The fair market value of your home may not be the price you paid for it. The value of a house changes with age, remodeling and the local home market, and the neighborhood around it varies. Knowing the value may be a significant element when dividing up an inheritance, assigning property after a divorce or pricing your property when you set it to the market. You can discover what your home is worth without hiring an appraiser to do it.
Collect information on comparable sales from the past six months. Comparable sales are houses like yours who have roughly the exact same square footage and number of bedrooms and baths, and are situated in your neighborhood or a similar location. The easiest way to do so is to operate with a real-estate representative with access to sales information online. You can also browse real-estate advertisements or drive through your neighborhood and speak to anyone who’s sold their home recently.
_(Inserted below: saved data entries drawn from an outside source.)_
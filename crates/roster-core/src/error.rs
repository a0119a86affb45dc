//! Error types for `roster-core`.
//!
//! Validation problems are not errors: they are reported through
//! [`crate::Outcome::Invalid`]. The variants here abort an operation before
//! (or instead of) any mutation.

use thiserror::Error;
use uuid::Uuid;

use crate::{ability::Capability, invoice::InvoiceState};

#[derive(Debug, Error)]
pub enum Error {
  #[error("group not found: {0}")]
  GroupNotFound(Uuid),

  #[error("person not found: {0}")]
  PersonNotFound(Uuid),

  #[error("role not found: {0}")]
  RoleNotFound(Uuid),

  #[error("invoice not found: {0}")]
  InvoiceNotFound(Uuid),

  #[error("qualification kind not found: {0}")]
  QualificationKindNotFound(Uuid),

  #[error("unknown group type: {0:?}")]
  UnknownGroupType(String),

  #[error("not allowed to {capability} in group {group_id}")]
  Unauthorized {
    capability: Capability,
    group_id:   Uuid,
  },

  #[error("invoice cannot move from {from} to {to}")]
  InvalidTransition {
    from: InvoiceState,
    to:   InvoiceState,
  },

  #[error("unknown contact category: {0:?}")]
  UnknownContactCategory(String),

  #[error("serialization error: {0}")]
  Serialization(#[from] serde_json::Error),

  #[error("store error: {0}")]
  Store(#[source] Box<dyn std::error::Error + Send + Sync>),
}

impl Error {
  /// Box a backend error into [`Error::Store`].
  pub fn store<E>(e: E) -> Self
  where
    E: std::error::Error + Send + Sync + 'static,
  {
    Self::Store(Box::new(e))
  }
}

pub type Result<T, E = Error> = std::result::Result<T, E>;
Weed out costs which don’t really represent your market. If one house is on a crowded highway while yours is in a quiet cul-de-sac, that is not a good comparison. Also, houses which sold really quickly after being recorded, or that sat for a year before selling, may not be great comparisons either: Long or short times on the market signify the vendor priced the house either too low or too high.
Total up the remaining sale costs, then divide by the amount of sales. That will provide you the average sale price for a house like yours. To be a real measure of fair market value, you will need at least three to five similar houses.
Make adjustments for important differences between your house and others. By way of example, if the average sale price was $225,000, but you’ve only spent $15,000 remodeling your kitchen, you need to set your home’s value at $240,000.